WHAT THIS TASK INVOLVES:
Each line of the entries below that holds "components" is needed, copied in full.

DATASET RECORDS:
=== Section Start ===

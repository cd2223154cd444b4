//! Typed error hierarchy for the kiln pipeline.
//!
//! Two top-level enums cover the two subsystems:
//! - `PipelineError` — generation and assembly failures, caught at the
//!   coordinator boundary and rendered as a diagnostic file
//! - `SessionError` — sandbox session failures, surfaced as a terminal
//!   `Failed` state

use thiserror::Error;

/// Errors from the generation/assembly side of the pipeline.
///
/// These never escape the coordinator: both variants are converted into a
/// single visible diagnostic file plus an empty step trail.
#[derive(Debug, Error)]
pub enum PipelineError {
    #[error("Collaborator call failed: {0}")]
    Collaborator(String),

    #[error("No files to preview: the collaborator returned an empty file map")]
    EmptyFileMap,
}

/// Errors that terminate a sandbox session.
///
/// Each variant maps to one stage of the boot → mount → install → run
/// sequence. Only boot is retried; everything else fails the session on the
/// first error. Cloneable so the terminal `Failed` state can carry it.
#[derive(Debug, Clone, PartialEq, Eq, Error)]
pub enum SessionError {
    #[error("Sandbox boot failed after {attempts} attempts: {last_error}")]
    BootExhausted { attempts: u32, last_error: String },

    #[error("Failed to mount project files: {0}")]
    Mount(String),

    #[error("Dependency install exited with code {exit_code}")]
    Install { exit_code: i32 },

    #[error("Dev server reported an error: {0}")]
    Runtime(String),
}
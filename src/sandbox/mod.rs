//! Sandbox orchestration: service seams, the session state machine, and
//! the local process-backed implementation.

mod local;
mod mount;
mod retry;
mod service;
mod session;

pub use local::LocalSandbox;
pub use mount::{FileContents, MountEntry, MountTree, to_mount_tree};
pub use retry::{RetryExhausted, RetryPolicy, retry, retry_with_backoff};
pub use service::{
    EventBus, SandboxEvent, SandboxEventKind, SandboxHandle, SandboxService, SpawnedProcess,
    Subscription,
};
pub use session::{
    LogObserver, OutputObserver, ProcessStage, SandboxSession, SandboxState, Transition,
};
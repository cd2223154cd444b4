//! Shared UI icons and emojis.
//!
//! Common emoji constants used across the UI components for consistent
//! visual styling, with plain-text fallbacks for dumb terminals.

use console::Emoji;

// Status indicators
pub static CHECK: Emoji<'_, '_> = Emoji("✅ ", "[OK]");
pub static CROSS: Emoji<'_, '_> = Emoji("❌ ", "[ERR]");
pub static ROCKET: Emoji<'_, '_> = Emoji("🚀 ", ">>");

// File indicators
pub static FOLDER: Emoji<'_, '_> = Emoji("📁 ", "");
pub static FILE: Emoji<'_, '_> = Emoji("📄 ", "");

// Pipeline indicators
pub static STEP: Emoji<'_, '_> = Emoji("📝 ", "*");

=== Section End ===
=== Section Start ===

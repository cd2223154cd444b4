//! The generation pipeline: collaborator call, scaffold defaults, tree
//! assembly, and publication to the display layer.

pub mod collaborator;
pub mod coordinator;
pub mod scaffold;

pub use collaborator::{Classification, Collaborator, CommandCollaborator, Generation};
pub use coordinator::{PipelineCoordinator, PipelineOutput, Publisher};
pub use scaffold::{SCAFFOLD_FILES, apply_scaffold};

=== Section End ===
=== Section Start ===

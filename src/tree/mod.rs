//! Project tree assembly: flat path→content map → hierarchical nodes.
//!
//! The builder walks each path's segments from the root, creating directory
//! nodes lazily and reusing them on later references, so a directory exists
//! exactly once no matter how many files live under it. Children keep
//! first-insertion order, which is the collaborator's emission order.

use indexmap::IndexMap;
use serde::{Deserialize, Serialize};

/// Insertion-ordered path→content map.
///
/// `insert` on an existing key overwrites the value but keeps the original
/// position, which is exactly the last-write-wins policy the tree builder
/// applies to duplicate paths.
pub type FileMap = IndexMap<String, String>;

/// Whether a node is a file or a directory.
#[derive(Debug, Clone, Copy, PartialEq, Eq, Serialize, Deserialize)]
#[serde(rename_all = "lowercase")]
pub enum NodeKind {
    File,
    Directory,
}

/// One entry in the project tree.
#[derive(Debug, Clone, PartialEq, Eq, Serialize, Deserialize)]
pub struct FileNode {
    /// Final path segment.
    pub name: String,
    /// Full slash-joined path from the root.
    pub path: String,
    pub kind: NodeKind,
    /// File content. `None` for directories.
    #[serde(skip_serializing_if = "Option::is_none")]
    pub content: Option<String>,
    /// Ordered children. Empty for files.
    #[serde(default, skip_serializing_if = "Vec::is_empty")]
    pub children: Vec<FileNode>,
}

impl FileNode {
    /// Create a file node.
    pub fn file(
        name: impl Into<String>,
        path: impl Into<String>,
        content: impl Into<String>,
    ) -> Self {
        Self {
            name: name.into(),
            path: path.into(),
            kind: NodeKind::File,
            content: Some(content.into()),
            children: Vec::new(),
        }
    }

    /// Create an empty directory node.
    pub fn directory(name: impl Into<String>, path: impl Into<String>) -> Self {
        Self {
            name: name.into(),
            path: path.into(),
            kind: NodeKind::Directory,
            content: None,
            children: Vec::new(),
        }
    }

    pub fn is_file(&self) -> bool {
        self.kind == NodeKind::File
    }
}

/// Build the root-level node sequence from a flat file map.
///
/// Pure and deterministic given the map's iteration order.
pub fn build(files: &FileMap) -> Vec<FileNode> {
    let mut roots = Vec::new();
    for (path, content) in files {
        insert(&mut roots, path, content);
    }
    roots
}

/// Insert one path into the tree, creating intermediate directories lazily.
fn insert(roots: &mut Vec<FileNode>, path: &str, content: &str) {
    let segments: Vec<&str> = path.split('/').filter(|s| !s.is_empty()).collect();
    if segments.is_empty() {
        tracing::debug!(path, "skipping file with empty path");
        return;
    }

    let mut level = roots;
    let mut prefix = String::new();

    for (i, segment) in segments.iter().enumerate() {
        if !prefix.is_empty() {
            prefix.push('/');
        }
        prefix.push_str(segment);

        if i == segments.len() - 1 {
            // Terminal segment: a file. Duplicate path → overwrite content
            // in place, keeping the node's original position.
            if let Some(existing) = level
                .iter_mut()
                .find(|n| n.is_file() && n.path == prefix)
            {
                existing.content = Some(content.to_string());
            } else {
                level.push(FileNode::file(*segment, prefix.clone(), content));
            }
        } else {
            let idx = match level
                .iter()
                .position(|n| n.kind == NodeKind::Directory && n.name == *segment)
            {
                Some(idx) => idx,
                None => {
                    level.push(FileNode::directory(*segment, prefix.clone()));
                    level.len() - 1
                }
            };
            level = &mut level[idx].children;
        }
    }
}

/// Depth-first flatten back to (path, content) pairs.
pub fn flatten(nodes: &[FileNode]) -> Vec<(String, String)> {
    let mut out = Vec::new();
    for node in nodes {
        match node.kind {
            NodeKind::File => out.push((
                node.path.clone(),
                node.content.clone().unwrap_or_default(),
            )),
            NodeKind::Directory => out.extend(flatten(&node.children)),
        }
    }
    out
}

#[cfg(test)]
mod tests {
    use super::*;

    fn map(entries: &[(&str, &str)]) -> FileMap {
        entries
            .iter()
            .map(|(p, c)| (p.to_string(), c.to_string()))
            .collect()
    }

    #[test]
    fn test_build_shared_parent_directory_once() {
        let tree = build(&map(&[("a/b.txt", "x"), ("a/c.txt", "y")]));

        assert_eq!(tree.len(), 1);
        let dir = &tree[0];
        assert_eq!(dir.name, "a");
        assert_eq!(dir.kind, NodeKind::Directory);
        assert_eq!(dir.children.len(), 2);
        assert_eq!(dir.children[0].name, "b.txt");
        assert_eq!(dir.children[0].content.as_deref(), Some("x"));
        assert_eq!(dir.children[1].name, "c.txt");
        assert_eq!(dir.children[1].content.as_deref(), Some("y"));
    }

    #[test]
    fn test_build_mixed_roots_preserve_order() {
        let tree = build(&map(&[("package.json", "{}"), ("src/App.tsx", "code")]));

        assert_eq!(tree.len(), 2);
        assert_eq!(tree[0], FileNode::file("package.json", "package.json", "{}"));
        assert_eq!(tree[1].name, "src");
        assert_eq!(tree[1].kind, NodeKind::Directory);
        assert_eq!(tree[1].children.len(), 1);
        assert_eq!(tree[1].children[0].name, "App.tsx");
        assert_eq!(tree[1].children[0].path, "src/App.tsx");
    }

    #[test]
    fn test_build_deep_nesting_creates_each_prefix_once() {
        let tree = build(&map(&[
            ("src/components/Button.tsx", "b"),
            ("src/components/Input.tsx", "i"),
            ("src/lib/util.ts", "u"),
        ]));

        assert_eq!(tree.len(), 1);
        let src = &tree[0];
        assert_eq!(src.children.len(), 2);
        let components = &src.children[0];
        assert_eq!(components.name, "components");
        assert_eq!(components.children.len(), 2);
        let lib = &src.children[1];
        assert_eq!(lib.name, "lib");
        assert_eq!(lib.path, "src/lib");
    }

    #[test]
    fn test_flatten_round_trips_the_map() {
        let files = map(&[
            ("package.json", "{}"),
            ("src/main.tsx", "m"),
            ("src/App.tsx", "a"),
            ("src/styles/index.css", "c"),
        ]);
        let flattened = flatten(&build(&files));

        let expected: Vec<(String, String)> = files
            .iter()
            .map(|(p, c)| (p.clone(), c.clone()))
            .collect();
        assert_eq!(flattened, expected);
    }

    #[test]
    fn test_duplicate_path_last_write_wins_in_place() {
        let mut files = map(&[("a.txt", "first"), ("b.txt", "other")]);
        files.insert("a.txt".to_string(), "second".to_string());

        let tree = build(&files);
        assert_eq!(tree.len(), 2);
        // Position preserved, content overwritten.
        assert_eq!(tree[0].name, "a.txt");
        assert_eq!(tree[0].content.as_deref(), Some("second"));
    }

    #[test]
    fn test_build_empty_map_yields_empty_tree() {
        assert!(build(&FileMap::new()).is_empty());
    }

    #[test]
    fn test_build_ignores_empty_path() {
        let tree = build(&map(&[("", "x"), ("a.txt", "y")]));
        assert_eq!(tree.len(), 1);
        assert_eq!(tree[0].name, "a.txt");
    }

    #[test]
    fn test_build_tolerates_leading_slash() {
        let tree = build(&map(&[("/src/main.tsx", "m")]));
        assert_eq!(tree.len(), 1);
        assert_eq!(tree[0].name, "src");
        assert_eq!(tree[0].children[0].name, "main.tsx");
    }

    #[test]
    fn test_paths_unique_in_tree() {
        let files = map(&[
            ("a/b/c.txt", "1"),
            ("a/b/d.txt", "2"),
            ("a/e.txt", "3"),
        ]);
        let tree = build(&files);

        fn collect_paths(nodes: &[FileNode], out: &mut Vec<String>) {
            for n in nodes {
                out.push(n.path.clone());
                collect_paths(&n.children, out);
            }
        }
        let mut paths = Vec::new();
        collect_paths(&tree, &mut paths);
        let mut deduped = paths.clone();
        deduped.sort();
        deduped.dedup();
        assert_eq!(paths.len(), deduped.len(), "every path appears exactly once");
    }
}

=== Section End ===

THE COMPLETED TASK:
//! Common emoji constants used across the UI components for consistent
            ("src/components/Button.tsx", "b"),
            ("src/components/Input.tsx", "i"),
        let components = &src.children[0];
        assert_eq!(components.name, "components");
        assert_eq!(components.children.len(), 2);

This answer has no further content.